Horizon Zero Dawn Rehberi

Horizon Zero Dawn, Guerilla Games tarafından geliştirilen ve 2017 yılında piyasaya sürülen bir açık dünya aksiyon rol yapma oyunudur. Oyuncular, robotik yaratıklarla dolu bir dünyada, güçlü bir avcı olan Aloy’u kontrol eder. Bu makalede, Horizon Zero Dawn’ı nasıl oynayabileceğinizi, temel mekaniklerini ve ipuçlarını ele alacağız.

Oyun Dünyası ve Keşif

Horizon Zero Dawn, geniş ve etkileyici bir açık dünya sunar. Oyuncular, muhteşem doğal manzaralar, eski kalıntılar ve çeşitli biyomlarla dolu bir ortamda keşif yapabilirler. Oyun dünyasını keşfederken, haritanızı genişletmek için görevleri tamamlamalı ve keşif yapmalısınız. Hedeflerinizi belirlemek için harita üzerinde işaretler koyarak yön bulma yeteneğinizi geliştirebilirsiniz.

Savaş Mekanikleri

Aloy, çeşitli ok ve mızraklar kullanarak düşmanlarına karşı savaşır. Oyun, stealth (gizli) ve açık savaş mekanikleri sunar, bu nedenle yaklaşımınızı duruma göre ayarlamak önemlidir. Düşmanların zayıf noktalarını belirlemek için “Focus” adı verilen bir yetenek kullanabilirsiniz. Bu özellik, düşmanlarınızı analiz etmenizi ve stratejik olarak yaklaşmanızı sağlar.
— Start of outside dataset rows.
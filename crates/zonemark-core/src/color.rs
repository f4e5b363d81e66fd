//! Color representation
//!
//! [`Color`] is a fill color as stored in a spreadsheet file (RGB, ARGB, theme
//! or legacy palette index). [`ColorKey`] is the normalized 6-hex-digit form
//! the rest of the crate groups cells by.

use crate::error::{Error, Result};
use std::fmt;
use std::str::FromStr;

/// Channels above this value on all three components count as white
pub const WHITE_THRESHOLD: u8 = 250;

/// Raw fill color as found in a spreadsheet
#[derive(Debug, Clone, Copy, PartialEq, Eq, Hash, Default)]
pub enum Color {
    /// Automatic/default color
    #[default]
    Auto,

    /// RGB color (no alpha)
    Rgb { r: u8, g: u8, b: u8 },

    /// ARGB color with alpha channel
    Argb { a: u8, r: u8, g: u8, b: u8 },

    /// Theme color with tint (-100..=100 percent)
    Theme { index: u8, tint: i8 },

    /// Indexed color (legacy Excel palette)
    Indexed(u8),
}

impl Color {
    /// Create an RGB color
    pub const fn rgb(r: u8, g: u8, b: u8) -> Self {
        Color::Rgb { r, g, b }
    }

    /// Create from a hex string (e.g., "#FF0000", "FF0000" or "FFFF0000")
    pub fn from_hex(hex: &str) -> Option<Self> {
        let hex = hex.trim().trim_start_matches('#');
        if !hex.is_ascii() {
            return None;
        }

        match hex.len() {
            6 => {
                let r = u8::from_str_radix(&hex[0..2], 16).ok()?;
                let g = u8::from_str_radix(&hex[2..4], 16).ok()?;
                let b = u8::from_str_radix(&hex[4..6], 16).ok()?;
                Some(Color::Rgb { r, g, b })
            }
            8 => {
                let a = u8::from_str_radix(&hex[0..2], 16).ok()?;
                let r = u8::from_str_radix(&hex[2..4], 16).ok()?;
                let g = u8::from_str_radix(&hex[4..6], 16).ok()?;
                let b = u8::from_str_radix(&hex[6..8], 16).ok()?;
                Some(Color::Argb { a, r, g, b })
            }
            _ => None,
        }
    }

    /// Normalize to a [`ColorKey`]
    ///
    /// Alpha is dropped, except for the `00000000` sentinel which means "no
    /// color". Theme colors are not resolved and yield `None`, as do automatic
    /// colors and palette indices outside the legacy 56-color table.
    pub fn to_key(&self) -> Option<ColorKey> {
        match *self {
            Color::Auto => None,
            Color::Rgb { r, g, b } => Some(ColorKey::new(r, g, b)),
            Color::Argb { a: 0, r: 0, g: 0, b: 0 } => None,
            Color::Argb { r, g, b, .. } => Some(ColorKey::new(r, g, b)),
            Color::Theme { .. } => None,
            Color::Indexed(i) => Self::indexed_to_rgb(i).map(|(r, g, b)| ColorKey::new(r, g, b)),
        }
    }

    /// RGB for a legacy palette index, `None` for system colors (64, 65)
    fn indexed_to_rgb(index: u8) -> Option<(u8, u8, u8)> {
        // Standard Excel color palette (first 56 colors)
        const PALETTE: [(u8, u8, u8); 56] = [
            (0, 0, 0),       // 0: Black
            (255, 255, 255), // 1: White
            (255, 0, 0),     // 2: Red
            (0, 255, 0),     // 3: Bright Green
            (0, 0, 255),     // 4: Blue
            (255, 255, 0),   // 5: Yellow
            (255, 0, 255),   // 6: Pink
            (0, 255, 255),   // 7: Turquoise
            (0, 0, 0),       // 8: Black
            (255, 255, 255), // 9: White
            (255, 0, 0),     // 10: Red
            (0, 255, 0),     // 11: Bright Green
            (0, 0, 255),     // 12: Blue
            (255, 255, 0),   // 13: Yellow
            (255, 0, 255),   // 14: Pink
            (0, 255, 255),   // 15: Turquoise
            (128, 0, 0),     // 16: Dark Red
            (0, 128, 0),     // 17: Green
            (0, 0, 128),     // 18: Dark Blue
            (128, 128, 0),   // 19: Dark Yellow
            (128, 0, 128),   // 20: Violet
            (0, 128, 128),   // 21: Teal
            (192, 192, 192), // 22: 25% Gray
            (128, 128, 128), // 23: 50% Gray
            (153, 153, 255), // 24: Periwinkle
            (153, 51, 102),  // 25: Plum
            (255, 255, 204), // 26: Ivory
            (204, 255, 255), // 27: Light Turquoise
            (102, 0, 102),   // 28: Dark Purple
            (255, 128, 128), // 29: Coral
            (0, 102, 204),   // 30: Ocean Blue
            (204, 204, 255), // 31: Ice Blue
            (0, 0, 128),     // 32: Dark Blue
            (255, 0, 255),   // 33: Pink
            (255, 255, 0),   // 34: Yellow
            (0, 255, 255),   // 35: Turquoise
            (128, 0, 128),   // 36: Violet
            (128, 0, 0),     // 37: Dark Red
            (0, 128, 128),   // 38: Teal
            (0, 0, 255),     // 39: Blue
            (0, 204, 255),   // 40: Sky Blue
            (204, 255, 255), // 41: Light Turquoise
            (204, 255, 204), // 42: Light Green
            (255, 255, 153), // 43: Light Yellow
            (153, 204, 255), // 44: Pale Blue
            (255, 153, 204), // 45: Rose
            (204, 153, 255), // 46: Lavender
            (255, 204, 153), // 47: Tan
            (51, 102, 255),  // 48: Light Blue
            (51, 204, 204),  // 49: Aqua
            (153, 204, 0),   // 50: Lime
            (255, 204, 0),   // 51: Gold
            (255, 153, 0),   // 52: Light Orange
            (255, 102, 0),   // 53: Orange
            (102, 102, 153), // 54: Blue-Gray
            (150, 150, 150), // 55: 40% Gray
        ];

        PALETTE.get(index as usize).copied()
    }
}

impl fmt::Display for Color {
    fn fmt(&self, f: &mut fmt::Formatter<'_>) -> fmt::Result {
        match self {
            Color::Auto => write!(f, "auto"),
            Color::Rgb { r, g, b } => write!(f, "#{:02X}{:02X}{:02X}", r, g, b),
            Color::Argb { a, r, g, b } => write!(f, "#{:02X}{:02X}{:02X}{:02X}", a, r, g, b),
            Color::Theme { index, tint } => write!(f, "theme({}, {}%)", index, tint),
            Color::Indexed(i) => write!(f, "indexed({})", i),
        }
    }
}

/// Normalized color key: six upper-case hex digits, no alpha
#[derive(Debug, Clone, Copy, PartialEq, Eq, Hash, PartialOrd, Ord)]
pub struct ColorKey {
    pub r: u8,
    pub g: u8,
    pub b: u8,
}

impl ColorKey {
    pub const fn new(r: u8, g: u8, b: u8) -> Self {
        Self { r, g, b }
    }

    /// Parse "FF0000", "#ff0000" or an ARGB "FFFF0000" (alpha dropped)
    pub fn parse(s: &str) -> Result<Self> {
        Color::from_hex(s)
            .and_then(|c| match c {
                Color::Rgb { r, g, b } | Color::Argb { r, g, b, .. } => Some(Self::new(r, g, b)),
                _ => None,
            })
            .ok_or_else(|| Error::InvalidColor(s.to_string()))
    }

    /// Hex form without `#`
    pub fn to_hex(&self) -> String {
        format!("{:02X}{:02X}{:02X}", self.r, self.g, self.b)
    }

    /// True for white and the off-whites used as "no fill" backgrounds
    pub fn is_near_white(&self) -> bool {
        self.r > WHITE_THRESHOLD && self.g > WHITE_THRESHOLD && self.b > WHITE_THRESHOLD
    }

    /// Hue, saturation and value, each in `0.0..=1.0`
    pub fn to_hsv(&self) -> (f64, f64, f64) {
        let r = self.r as f64 / 255.0;
        let g = self.g as f64 / 255.0;
        let b = self.b as f64 / 255.0;

        let max = r.max(g).max(b);
        let min = r.min(g).min(b);
        let v = max;
        if max == min {
            return (0.0, 0.0, v);
        }

        let delta = max - min;
        let s = delta / max;
        let rc = (max - r) / delta;
        let gc = (max - g) / delta;
        let bc = (max - b) / delta;

        let h = if r == max {
            bc - gc
        } else if g == max {
            2.0 + rc - bc
        } else {
            4.0 + gc - rc
        };

        ((h / 6.0).rem_euclid(1.0), s, v)
    }

    /// Human-readable family name from the HSV hue
    pub fn name(&self) -> ColorName {
        let (h, s, v) = self.to_hsv();

        if s < 0.1 {
            return if v < 0.3 {
                ColorName::Black
            } else if v > 0.7 {
                ColorName::White
            } else {
                ColorName::Gray
            };
        }

        let hue = h * 360.0;
        match hue {
            x if !(15.0..345.0).contains(&x) => ColorName::Red,
            x if x < 30.0 => ColorName::RedOrange,
            x if x < 45.0 => ColorName::Orange,
            x if x < 60.0 => ColorName::OrangeYellow,
            x if x < 75.0 => ColorName::Yellow,
            x if x < 120.0 => ColorName::YellowGreen,
            x if x < 150.0 => ColorName::Green,
            x if x < 180.0 => ColorName::GreenCyan,
            x if x < 210.0 => ColorName::Cyan,
            x if x < 240.0 => ColorName::CyanBlue,
            x if x < 270.0 => ColorName::Blue,
            x if x < 300.0 => ColorName::Violet,
            x if x < 330.0 => ColorName::Magenta,
            _ => ColorName::Pink,
        }
    }

    /// Whether two colors are within `tolerance` on each HSV component
    ///
    /// Hue distance wraps around the color wheel.
    pub fn is_similar(&self, other: &ColorKey, tolerance: f64) -> bool {
        let (h1, s1, v1) = self.to_hsv();
        let (h2, s2, v2) = other.to_hsv();

        let dh = (h1 - h2).abs();
        let dh = dh.min(1.0 - dh);

        dh < tolerance && (s1 - s2).abs() < tolerance && (v1 - v2).abs() < tolerance
    }
}

impl fmt::Display for ColorKey {
    fn fmt(&self, f: &mut fmt::Formatter<'_>) -> fmt::Result {
        write!(f, "{:02X}{:02X}{:02X}", self.r, self.g, self.b)
    }
}

impl FromStr for ColorKey {
    type Err = Error;

    fn from_str(s: &str) -> Result<Self> {
        Self::parse(s)
    }
}

#[cfg(feature = "serde")]
impl serde::Serialize for ColorKey {
    fn serialize<S: serde::Serializer>(&self, serializer: S) -> std::result::Result<S::Ok, S::Error> {
        serializer.collect_str(self)
    }
}

#[cfg(feature = "serde")]
impl<'de> serde::Deserialize<'de> for ColorKey {
    fn deserialize<D: serde::Deserializer<'de>>(deserializer: D) -> std::result::Result<Self, D::Error> {
        let s = String::deserialize(deserializer)?;
        ColorKey::parse(&s).map_err(serde::de::Error::custom)
    }
}

/// Color family buckets used in color summaries
#[derive(Debug, Clone, Copy, PartialEq, Eq, Hash)]
pub enum ColorName {
    Black,
    White,
    Gray,
    Red,
    RedOrange,
    Orange,
    OrangeYellow,
    Yellow,
    YellowGreen,
    Green,
    GreenCyan,
    Cyan,
    CyanBlue,
    Blue,
    Violet,
    Magenta,
    Pink,
}

impl ColorName {
    pub fn as_str(&self) -> &'static str {
        match self {
            ColorName::Black => "Black",
            ColorName::White => "White",
            ColorName::Gray => "Gray",
            ColorName::Red => "Red",
            ColorName::RedOrange => "Red-Orange",
            ColorName::Orange => "Orange",
            ColorName::OrangeYellow => "Orange-Yellow",
            ColorName::Yellow => "Yellow",
            ColorName::YellowGreen => "Yellow-Green",
            ColorName::Green => "Green",
            ColorName::GreenCyan => "Green-Cyan",
            ColorName::Cyan => "Cyan",
            ColorName::CyanBlue => "Cyan-Blue",
            ColorName::Blue => "Blue",
            ColorName::Violet => "Violet",
            ColorName::Magenta => "Magenta",
            ColorName::Pink => "Pink",
        }
    }
}

impl fmt::Display for ColorName {
    fn fmt(&self, f: &mut fmt::Formatter<'_>) -> fmt::Result {
        f.write_str(self.as_str())
    }
}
Horizon Zero Dawn Karakterleri

Aloy: Aloy, ilk olarak bir bebek olarak tanıtılır; bu bebek, Nora kabilesi tarafından dışlanan Rost’un bakımına emanet edilmiştir. Altı yıl sonra, kendi başına keşfe çıktığında, eski insanların inşa ettiği yasak bir sığınma evine düşer. Yıkılmış tesisten kaçmaya çalışırken, bir artırılmış gerçeklik cihazı olan Focus’u keşfeder ve Rost tarafından kurtarılır. Rost, kendi tereddütlerine rağmen, Aloy’un Focus’u tutmasına izin verir ve Aloy, bu cihaza hızla aşina olur. Ertesi sabah, Rost ile avlanmayı öğrenirken, Focus’u kullanarak, dikkatsizce makinelerin yoluna düşen yaralı bir Nora kabilesi üyesi olan Teb’i kurtarır. Aloy, annesinin kimliğini öğrenme arzusunu ifade eder ve Rost, Proving (Olgunluk) adlı bir geleneksel yarışmaya katılmasını önerir. Bu yarışma, sadece ona Nora kabilesine katılma fırsatı vermekle kalmayacak, aynı zamanda kazanması halinde aradığı yanıtları da verecektir.
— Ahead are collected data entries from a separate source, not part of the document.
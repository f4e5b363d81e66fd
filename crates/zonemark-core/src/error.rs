//! Error types for zonemark-core

use thiserror::Error;

/// Result type alias using [`Error`]
pub type Result<T> = std::result::Result<T, Error>;

/// Errors that can occur in zonemark-core
#[derive(Debug, Error)]
pub enum Error {
    /// Invalid cell address format
    #[error("Invalid cell address: {0}")]
    InvalidAddress(String),

    /// Row index out of bounds
    #[error("Row index {0} out of bounds (max: {1})")]
    RowOutOfBounds(u32, u32),

    /// Column index out of bounds
    #[error("Column index {0} out of bounds (max: {1})")]
    ColumnOutOfBounds(u32, u32),

    /// Color string that is not 6 or 8 hex digits
    #[error("Invalid color: {0}")]
    InvalidColor(String),

    /// Bounds with inverted or zero coordinates
    #[error("Invalid bounds: {0}")]
    InvalidBounds(String),

    /// The same color is used twice in a palette
    #[error("Color #{color} is used by both {first} and {second}")]
    DuplicatePaletteColor {
        color: String,
        first: String,
        second: String,
    },

    /// Session action before a palette was configured
    #[error("No palette configured")]
    NotConfigured,

    /// Zone id unknown to the session
    #[error("Zone {0} not found")]
    ZoneNotFound(u32),

    /// Pair index past the end of the palette
    #[error("Pair index {0} out of range (pairs: {1})")]
    PairOutOfRange(usize, usize),

    /// Label index past the end of a zone's label list
    #[error("Label index {index} out of range for zone {zone} ({count} labels)")]
    LabelOutOfRange { zone: u32, index: usize, count: usize },

    /// Sheet not found by name
    #[error("Sheet not found: {0}")]
    SheetNotFound(String),

    /// File type the adapters cannot read
    #[error("Unsupported file format: {0}")]
    UnsupportedFormat(String),

    /// Generic error with message
    #[error("{0}")]
    Other(String),
}

impl Error {
    /// Create a new "other" error with a message
    pub fn other<S: Into<String>>(msg: S) -> Self {
        Error::Other(msg.into())
    }
}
Oyun, onun yoğun eğitimi sayesinde yetenekli bir savaşçı ve avcı haline geldiği on iki yıl sonrasına atlar. Proving’e katılır, yarışı kazanır ve Nora olarak ilan edilir. Ebeveynleri hakkında soru sormaya niyetlenmeden önce, kabile, fanatik Helis liderliğindeki bir grup tarikat tarafından saldırıya uğrar. Çoğu savaşçı öldürülür, ancak Helis, Aloy’u bıçaklamada tereddüt eder ve Rost, onu korumak için kendini feda eder. Aloy, All-Mother Dağı’nın içinde kendine geldiğinde, kabile yaşlılarından biri ona, Aloy’un aslında dağdaki bir başka sığınma evinin önünde bulunduğunu açıklar. Onun iyi veya kötü bir alamet olup olmadığına dair yaşlılar arasında bir tartışma olduğu için sürgün edilmiştir. Ancak, Aloy’un Focus’u, Helis’in ona benzer yaşlı bir kadının fotoğrafıyla birlikte emir aldığını ortaya çıkarır.
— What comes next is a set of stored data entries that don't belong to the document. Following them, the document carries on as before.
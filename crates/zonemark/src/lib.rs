//! # zonemark
//!
//! Find the data blocks of a color-coded spreadsheet and the header cells
//! that describe them.
//!
//! A spreadsheet author paints data cells with one "zone" color and row and
//! column headers with header colors. zonemark reads the fills of an XLSX
//! sheet, clusters the zone-colored cells into rectangular-ish zones and
//! attaches to every zone cell the headers found to its left and above.
//!
//! ## Features
//!
//! - Read cell text and fill colors from XLSX / XLSM files
//! - Color inventory of a sheet, with grouping of near-identical shades
//! - Zone detection with any number of header color pairs
//! - Merging of nearby zones and manual zone/label edits
//! - JSON, CSV, text report and per-cell data point exports (`export` feature)
//!
//! ## Example
//!
//! ```rust,no_run
//! use zonemark::prelude::*;
//!
//! let workbook = Workbook::open("budget.xlsx").unwrap();
//! let mut session = Session::new(workbook.into_sheet(None).unwrap());
//!
//! let palette = Palette::new(ColorKey::parse("FFC000").unwrap(), "Amounts").with_pair(
//!     ColorPair::new(ColorKey::parse("00B050").unwrap(), ColorKey::parse("0070C0").unwrap()),
//! );
//! session.configure(palette).unwrap();
//! session.detect().unwrap();
//!
//! for zone in session.zones() {
//!     println!("zone {} at {}: {} labels", zone.id, zone.bounds, zone.labels.len());
//! }
//! ```

pub mod prelude;

// Re-export core types
pub use zonemark_core::{
    are_adjacent,
    build_zones,
    column_to_letters,
    dedupe_labels,
    group_similar_colors,
    letters_to_column,
    merge_zones,
    merge_zones_until_stable,
    resolve_labels,
    Bounds,
    Cell,
    CellAddress,
    Color,
    ColorGroup,
    ColorIndex,
    ColorKey,
    ColorName,
    ColorPair,
    ColorSummary,
    ConsolidatedLabel,
    DetectionOptions,
    Direction,
    // Error types
    Error,
    GridCell,
    HeaderRole,
    Label,
    LabelGroupStats,
    LabelPosition,
    LabelResolver,
    ManualLabel,
    Palette,
    Result,
    Session,
    Sheet,
    Statistics,
    Workbook,
    Zone,
    // Constants
    MAX_COLS,
    MAX_ROWS,
};

// Re-export I/O types
pub use zonemark_xlsx::{XlsxError, XlsxReader};

#[cfg(feature = "export")]
pub use zonemark_export::{
    data_points, label_slot, write_zone_summary_csv, zone_report, zone_summary_csv, DataPoint,
    ExportDocument, ExportError,
};

use std::path::Path;

/// Extension trait for Workbook to add file I/O
pub trait WorkbookExt {
    /// Open a workbook from a file, picking the reader from the extension
    fn open<P: AsRef<Path>>(path: P) -> Result<Workbook>;
}

impl WorkbookExt for Workbook {
    fn open<P: AsRef<Path>>(path: P) -> Result<Workbook> {
        let path = path.as_ref();
        let extension = path
            .extension()
            .and_then(|e| e.to_str())
            .map(|e| e.to_lowercase());

        match extension.as_deref() {
            Some("xlsx") | Some("xlsm") => {
                XlsxReader::read_file(path).map_err(|e| Error::other(e.to_string()))
            }
            // no BIFF reader; point the user at a conversion
            Some("xls") => Err(Error::UnsupportedFormat(format!(
                "{} (legacy .xls, save it as .xlsx first)",
                path.display()
            ))),
            _ => Err(Error::UnsupportedFormat(path.display().to_string())),
        }
    }
}

/// Open `path` and start a session on one of its sheets
///
/// `sheet` selects a sheet by name; the first sheet is used when it is
/// `None`.
pub fn open_session<P: AsRef<Path>>(path: P, sheet: Option<&str>) -> Result<Session> {
    let workbook = Workbook::open(path)?;
    let sheet = workbook.into_sheet(sheet)?;
    log::info!(
        "opened sheet '{}' ({} cells)",
        sheet.name(),
        sheet.cell_count()
    );
    Ok(Session::new(sheet))
}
Aloy, bir Seeker (Keşifçi) olarak ilan edilir ve kabileye yapılan saldırının intikamını almak için yola çıkar. Sonunda, Sylens adında bir adam ona ulaşır ve yaşlı kadının Dr. Elisabet Sobeck olduğunu açıklar. Genetik profili, Aloy’un Faro Otomatik Çözümleri’nin merkezine erişmesini sağlar ve burada Elisabet’in, Ted Faro’nun makinelerin arka kapı erişimini engellemeye yönelik direncine rağmen, kendi kendini çoğaltan savaş robotlarının başıboş kalmasına engel olmaya çalışan yetenekli bir bilim insanı olduğunu öğrenir. Ardından, Aloy, Elisabet’in ne planladığını ve “Proje Sıfır Şafak” olarak adlandırılan planı keşfetmek üzere yola çıkar.

Sonunda, Aloy, Sıfır Şafak’ın, insanlığın kendisini feda etmesini sağlamak için dünya genelindeki insanları kandırmayı içeren bir terraforming sistemi olduğunu keşfeder. Bu, sürüyü durdurmak için tamamlanması gereken bir zaman sağlamak amacıyla yapılmıştır. Sistem, sürüyü kapattıktan sonra insan türünü ve diğer yaşamları geri yükleyecektir. Ancak, bir gizemli sinyal, Sıfır Şafak’ın yapay zekası GAIA’ya saldırır ve onu kendini yok etmeye zorlar, bu da onun bileşen süreçlerinin serbest bırakılmasına neden olur. HADES adı verilen başıboş yapay zekadan insanlığı koruyacak hiçbir şey kalmadığında, GAIA, Elisabet’in genlerini, dünyayı yeniden kurtarması için tahmin ederek, klonlamak üzere ELEUTHIA adlı alt işlevine emir vermek zorunda kalır. Aloy, bir robot tarafından tesisten dışarı çıkarılır ve yaşlıların onu oraya gizemli bir şekilde geldiğini düşünmesine neden olur.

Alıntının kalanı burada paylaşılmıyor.